Für die Verknüpfung des konventionellen Codes mit dem Code aus dem Aspekt ist ein sogenannter Weaver zuständig. Je nach gewählter Programmiersprache erfolgt die Verknüpfung dabei zur Entwicklungszeit (zum Beispiel über den Compiler) oder erst zur Laufzeit der Applikation. Indem die Aspekte die Methoden um zusätzliche Anweisungen erweitern, durchbrechen sie die Kapselung der veränderten Klassen. Der Compiler sorgt dafür, dass dies in einer wohlgeordneten und nachvollziehbaren Weise geschieht, die unerwünschte Nebeneffekte ausschliesst. Bei der als Beispiel angeführten Autorisierungsüberprüfung kann ein entsprechender Aspekt alle Geschäftsmethoden um ein im Aspekt einmalig definiertes Codesegment erweitern, das anhand der konkreten Methode und dem aktuellen Benutzer die Berechtigung überprüft. Da der Aspekt die einzelnen Geschäftsmethoden nicht explizit auflistet, sondern nur an Hand von eindeutigen Merkmalen beschreibt, wirkt er sich auch automatisch auf Geschäftsmethoden aus, die zu einem späteren Zeitpunkt eingeführt werden.

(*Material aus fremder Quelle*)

//! Math utilities and types
//!
//! Provides the fundamental math types used by the camera and the transition
//! animator.

pub use nalgebra::{Vector2, Vector3, Matrix4};

/// 2D vector type
pub type Vec2 = Vector2<f32>;

/// 3D vector type
pub type Vec3 = Vector3<f32>;

/// 4x4 matrix type
pub type Mat4 = Matrix4<f32>;

/// 3D point type
pub type Point3 = nalgebra::Point3<f32>;

/// Math constants
pub mod constants {
    /// Pi constant
    pub const PI: f32 = std::f32::consts::PI;

    /// 2 * Pi
    pub const TAU: f32 = 2.0 * PI;

    /// Pi / 2
    pub const HALF_PI: f32 = PI * 0.5;

    /// Degrees to radians conversion factor
    pub const DEG_TO_RAD: f32 = PI / 180.0;
}

/// Math utility functions
pub mod utils {
    use super::{constants, Vec3};

    /// Convert degrees to radians
    pub fn deg_to_rad(degrees: f32) -> f32 {
        degrees * constants::DEG_TO_RAD
    }

    /// Clamp a value between min and max
    pub fn clamp(value: f32, min: f32, max: f32) -> f32 {
        if value < min { min } else if value > max { max } else { value }
    }

    /// Linear interpolation
    pub fn lerp(a: f32, b: f32, t: f32) -> f32 {
        a + (b - a) * t
    }

    /// Per-axis linear interpolation between two vectors
    pub fn lerp_vec3(a: &Vec3, b: &Vec3, t: f32) -> Vec3 {
        Vec3::new(lerp(a.x, b.x, t), lerp(a.y, b.y, t), lerp(a.z, b.z, t))
    }

    /// Wrap an angle into `[0, TAU)`
    pub fn wrap_angle(angle: f32) -> f32 {
        angle.rem_euclid(constants::TAU)
    }

    /// Smallest absolute difference between two angles, in `[0, PI]`
    pub fn angle_distance(a: f32, b: f32) -> f32 {
        let diff = wrap_angle(a - b);
        if diff > constants::PI { constants::TAU - diff } else { diff }
    }
}

/// Extension trait for Mat4 with camera convenience constructors
pub trait Mat4Ext {
    /// Create a right-handed perspective projection matrix (OpenGL/WebGL clip space)
    fn perspective(fov_y: f32, aspect: f32, near: f32, far: f32) -> Mat4;

    /// Create a right-handed look-at view matrix
    fn look_at(eye: Vec3, target: Vec3, up: Vec3) -> Mat4;
}

impl Mat4Ext for Mat4 {
    fn perspective(fov_y: f32, aspect: f32, near: f32, far: f32) -> Mat4 {
        Mat4::new_perspective(aspect, fov_y, near, far)
    }

    fn look_at(eye: Vec3, target: Vec3, up: Vec3) -> Mat4 {
        // Degenerate when eye == target; callers keep them apart
        Mat4::look_at_rh(&Point3::from(eye), &Point3::from(target), &up)
    }
}
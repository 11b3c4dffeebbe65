//! Time management utilities
//!
//! Animation and UI fades only ever look at monotonic milliseconds supplied by
//! a [`Clock`]. Hosts driving a real render loop use [`SystemClock`]; tests and
//! hosts that already receive frame timestamps push them through a
//! [`ManualClock`].

use std::cell::Cell;
use std::rc::Rc;
use std::time::Instant;

/// Source of monotonic time in milliseconds
pub trait Clock {
    /// Milliseconds elapsed since an arbitrary fixed origin
    fn now_ms(&self) -> f64;
}

/// Wall clock backed by [`Instant`]
#[derive(Debug, Clone)]
pub struct SystemClock {
    origin: Instant,
}

impl SystemClock {
    /// Create a clock whose origin is now
    pub fn new() -> Self {
        Self { origin: Instant::now() }
    }
}

impl Default for SystemClock {
    fn default() -> Self {
        Self::new()
    }
}

impl Clock for SystemClock {
    fn now_ms(&self) -> f64 {
        self.origin.elapsed().as_secs_f64() * 1000.0
    }
}

/// Externally driven clock
///
/// Clones share the same time value, so a host can keep one handle and give
/// another to the scene manager.
#[derive(Debug, Clone, Default)]
pub struct ManualClock {
    now: Rc<Cell<f64>>,
}

impl ManualClock {
    /// Create a clock starting at zero
    pub fn new() -> Self {
        Self::default()
    }

    /// Set the current time; values earlier than the current time are ignored
    pub fn set(&self, now_ms: f64) {
        if now_ms >= self.now.get() {
            self.now.set(now_ms);
        }
    }

    /// Move time forward
    pub fn advance(&self, delta_ms: f64) {
        self.set(self.now.get() + delta_ms.max(0.0));
    }
}

impl Clock for ManualClock {
    fn now_ms(&self) -> f64 {
        self.now.get()
    }
}

/// Frame timer measured against a [`Clock`]
pub struct Timer {
    last_frame_ms: f64,
    delta_ms: f64,
    total_ms: f64,
    frame_count: u64,
}

impl Timer {
    /// Create a timer starting at the given time
    pub fn new(now_ms: f64) -> Self {
        Self {
            last_frame_ms: now_ms,
            delta_ms: 0.0,
            total_ms: 0.0,
            frame_count: 0,
        }
    }

    /// Update the timer (should be called once per frame)
    pub fn update(&mut self, now_ms: f64) {
        self.delta_ms = (now_ms - self.last_frame_ms).max(0.0);
        self.total_ms += self.delta_ms;
        self.last_frame_ms = now_ms;
        self.frame_count += 1;
    }

    /// Get the time since the last frame in milliseconds
    pub fn delta_ms(&self) -> f64 {
        self.delta_ms
    }

    /// Get the current frame count
    pub fn frame_count(&self) -> u64 {
        self.frame_count
    }

    /// Get the average FPS since timer creation
    pub fn average_fps(&self) -> f64 {
        if self.total_ms > 0.0 {
            self.frame_count as f64 * 1000.0 / self.total_ms
        } else {
            0.0
        }
    }
}
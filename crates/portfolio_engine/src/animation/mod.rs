//! Time-based animation
//!
//! Animations here never schedule themselves. The host's frame loop drives
//! them with monotonic timestamps, so no particular frame rate is assumed.

pub mod easing;
pub mod camera_transition;

pub use easing::{Easing, ease_in_out_quad};
pub use camera_transition::{CameraTransition, StepResult};
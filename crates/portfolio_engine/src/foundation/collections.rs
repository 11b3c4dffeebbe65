//! Specialized collection types

pub use slotmap::{SlotMap, DefaultKey, Key};

/// Slot map that also remembers insertion order
///
/// Slot maps reuse freed slots, so plain iteration order drifts after
/// removals. Subscribers must be notified in registration order, which this
/// type keeps in a side list of keys.
pub struct OrderedSlotMap<K: Key, V> {
    slots: SlotMap<K, V>,
    order: Vec<K>,
}

impl<K: Key, V> OrderedSlotMap<K, V> {
    /// Create an empty map
    pub fn new() -> Self {
        Self {
            slots: SlotMap::with_key(),
            order: Vec::new(),
        }
    }

    /// Insert a value at the end of the order
    pub fn insert(&mut self, value: V) -> K {
        let key = self.slots.insert(value);
        self.order.push(key);
        key
    }

    /// Remove a value, returning it if the key was live
    pub fn remove(&mut self, key: K) -> Option<V> {
        let value = self.slots.remove(key)?;
        self.order.retain(|k| *k != key);
        Some(value)
    }

    /// Check whether a key is live
    pub fn contains_key(&self, key: K) -> bool {
        self.slots.contains_key(key)
    }

    /// Number of live values
    pub fn len(&self) -> usize {
        self.order.len()
    }

    /// Whether the map is empty
    pub fn is_empty(&self) -> bool {
        self.order.is_empty()
    }

    /// Remove everything
    pub fn clear(&mut self) {
        self.slots.clear();
        self.order.clear();
    }

    /// Visit every value mutably in insertion order
    pub fn for_each_mut(&mut self, mut f: impl FnMut(K, &mut V)) {
        for key in &self.order {
            if let Some(value) = self.slots.get_mut(*key) {
                f(*key, value);
            }
        }
    }

    /// Iterate values in insertion order
    pub fn values(&self) -> impl Iterator<Item = &V> {
        self.order.iter().filter_map(move |key| self.slots.get(*key))
    }
}

impl<K: Key, V> Default for OrderedSlotMap<K, V> {
    fn default() -> Self {
        Self::new()
    }
}

#[cfg(test)]
mod tests {
    use super::*;

    #[test]
    fn test_order_survives_slot_reuse() {
        let mut map: OrderedSlotMap<DefaultKey, &str> = OrderedSlotMap::new();
        let first = map.insert("first");
        map.insert("second");
        map.remove(first);
        // Reuses the freed slot but must still come last
        map.insert("third");

        let values: Vec<_> = map.values().copied().collect();
        assert_eq!(values, vec!["second", "third"]);
    }

    #[test]
    fn test_remove_stale_key() {
        let mut map: OrderedSlotMap<DefaultKey, u32> = OrderedSlotMap::new();
        let key = map.insert(1);
        assert_eq!(map.remove(key), Some(1));
        assert_eq!(map.remove(key), None);
        assert!(map.is_empty());
    }
}
//! Scene registry and transition orchestration
//!
//! A portfolio is a small fixed set of sections ("scenes"), each with its own
//! camera placement and UI flags. The [`SceneManager`] owns one live instance
//! per section and makes sure exactly one is current, moving the shared
//! camera between them one transition at a time.

pub mod renderable;
pub mod scene_config;
pub mod scene_manager;
pub mod transition;

pub use renderable::RenderableScene;
pub use scene_config::{SceneCatalog, SceneConfig, SceneId};
pub use scene_manager::{SceneManager, SceneSummary};
pub use transition::{SceneError, TransitionOptions, TransitionOutcome, TransitionPhase};

#[cfg(test)]
mod tests;
//! Scene lifecycle events
//! Key principles:
//! - One ordered subscriber list per event kind
//! - Subscribers run synchronously, in registration order
//! - A panicking subscriber is logged and skipped; the rest still run
//! - Subscriptions can be dropped individually or all at once

use crate::foundation::collections::OrderedSlotMap;
use crate::scene::SceneId;
use std::panic::{self, AssertUnwindSafe};

slotmap::new_key_type! {
    /// Handle returned by every subscription
    pub struct SubscriptionId;
}

/// Event kind identification
#[derive(Debug, Clone, Copy, PartialEq, Eq, Hash)]
pub enum SceneEventKind {
    /// The current scene finished changing; arguments are `(new, old)`
    SceneChanged,
    /// A transition was accepted; arguments are `(from, to)`
    TransitionStarted,
    /// A transition fully completed; arguments are `(from, to)`
    TransitionEnded,
}

/// A lifecycle event with its two scene ids
#[derive(Debug, Clone, PartialEq, Eq)]
pub enum SceneEvent {
    /// See [`SceneEventKind::SceneChanged`]
    SceneChanged {
        /// Scene that is now current
        new: SceneId,
        /// Scene that was current before
        old: SceneId,
    },
    /// See [`SceneEventKind::TransitionStarted`]
    TransitionStarted {
        /// Scene being left
        from: SceneId,
        /// Scene being entered
        to: SceneId,
    },
    /// See [`SceneEventKind::TransitionEnded`]
    TransitionEnded {
        /// Scene that was left
        from: SceneId,
        /// Scene that was entered
        to: SceneId,
    },
}

impl SceneEvent {
    /// Kind of this event
    pub fn kind(&self) -> SceneEventKind {
        match self {
            Self::SceneChanged { .. } => SceneEventKind::SceneChanged,
            Self::TransitionStarted { .. } => SceneEventKind::TransitionStarted,
            Self::TransitionEnded { .. } => SceneEventKind::TransitionEnded,
        }
    }

    /// Arguments in the order subscribers receive them
    pub fn args(&self) -> (&SceneId, &SceneId) {
        match self {
            Self::SceneChanged { new, old } => (new, old),
            Self::TransitionStarted { from, to } | Self::TransitionEnded { from, to } => (from, to),
        }
    }
}

/// Subscriber callback, called with the event's two scene ids
pub type SceneCallback = Box<dyn FnMut(&SceneId, &SceneId)>;

struct Subscriber {
    kind: SceneEventKind,
    callback: SceneCallback,
}

/// Result of emitting one event
#[derive(Debug, Clone, Copy, Default, PartialEq, Eq)]
pub struct Delivery {
    /// Subscribers that returned normally
    pub delivered: usize,
    /// Subscribers that panicked
    pub failed: usize,
}

/// Observer registry for scene lifecycle events
pub struct SceneEventBus {
    subscribers: OrderedSlotMap<SubscriptionId, Subscriber>,
}

impl SceneEventBus {
    /// Create an empty bus
    pub fn new() -> Self {
        Self {
            subscribers: OrderedSlotMap::new(),
        }
    }

    /// Register a callback for one event kind
    pub fn subscribe(&mut self, kind: SceneEventKind, callback: SceneCallback) -> SubscriptionId {
        self.subscribers.insert(Subscriber { kind, callback })
    }

    /// Drop a subscription; returns false for unknown or already removed ids
    pub fn unsubscribe(&mut self, id: SubscriptionId) -> bool {
        self.subscribers.remove(id).is_some()
    }

    /// Number of live subscriptions for a kind
    pub fn subscriber_count(&self, kind: SceneEventKind) -> usize {
        self.subscribers.values().filter(|s| s.kind == kind).count()
    }

    /// Deliver an event to every subscriber of its kind
    pub fn emit(&mut self, event: &SceneEvent) -> Delivery {
        let kind = event.kind();
        let (a, b) = event.args();
        let mut delivery = Delivery::default();

        self.subscribers.for_each_mut(|id, subscriber| {
            if subscriber.kind != kind {
                return;
            }
            let callback = &mut subscriber.callback;
            match panic::catch_unwind(AssertUnwindSafe(|| callback(a, b))) {
                Ok(()) => delivery.delivered += 1,
                Err(_) => {
                    log::error!("{:?} subscriber {:?} panicked; continuing with the rest", kind, id);
                    delivery.failed += 1;
                }
            }
        });

        delivery
    }

    /// Remove every subscription
    pub fn clear(&mut self) {
        self.subscribers.clear();
    }
}

impl Default for SceneEventBus {
    fn default() -> Self {
        Self::new()
    }
}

Code-Verküpfung per Weaver


AOP wird Mainstream

Lange Jahre waren aspektorientierte Programmiersprachen vorwiegend ein Gegenstand der Forschung; in der industriellen Entwicklung traf man sie kaum an. Aufgrund der nunmehr ausgereiften Sprachstandards und deren Implementierungen sowie dank guter Unterstützung durch moderne Entwicklungswerkzeuge finden diese Sprachen jedoch vermehrt Eingang in die Praxis. Dies zeigt sich nicht nur an der Präsenz entsprechender Beiträge in Fachzeitschriften und auf Konferenzen, sondern auch an der Verfügbarkeit von Softwarebibliotheken, die auf diesen Sprachen aufbauen.


Vorsicht: Paradigmenwechsel!

Der Umstieg auf eine aspektorientierte Erweiterung einer konventionellen Programmiersprache (beispielsweise von Java auf AspectJ) darf auf keinen Fall unterschätzt werden. Die Schwierigkeiten durch den Paradigmenwechsel sind ähnlich gross wie die beim Umstieg von einer prozeduralen Programmiersprache auf eine objektorientierte. Aspektorientierte Sprachen erlauben jedoch eine schrittweise Adaption. So können in einer ersten Phase Aspekte nur zur Entwicklungszeit als Diagnose- und Entwicklungswerkzeuge zum Einsatz kommen. Der produktive Code bleibt in diesem Szenarium von den Aspekten unberührt, und es müssen auch nicht gleich alle Entwickler die aspektorientierten Erweiterungen kennen und nutzen. Sobald jedoch Aspekte Bestandteile des produktiven Applikationscode sind, sollten alle Programmierer zumindest Grundkenntnisse über die aspektorientierten Erweiterungen der eingesetzten Programmiersprache besitzen. Dies gilt auch, wenn man versucht, die Programmierung der Aspekte exklusiv durch einige wenige Entwickler durchführen und den Rest des Teams konventionell arbeiten zu lassen. Das Fazit: Die aspektorientierte Programmierung erfordert für Entwickler einiges an Umdenken, kann als Erweiterung der objektorientierten Programmierung aber einen wichtigen Beitrag bei der Erstellung anspruchsvoller Softwaresysteme liefern.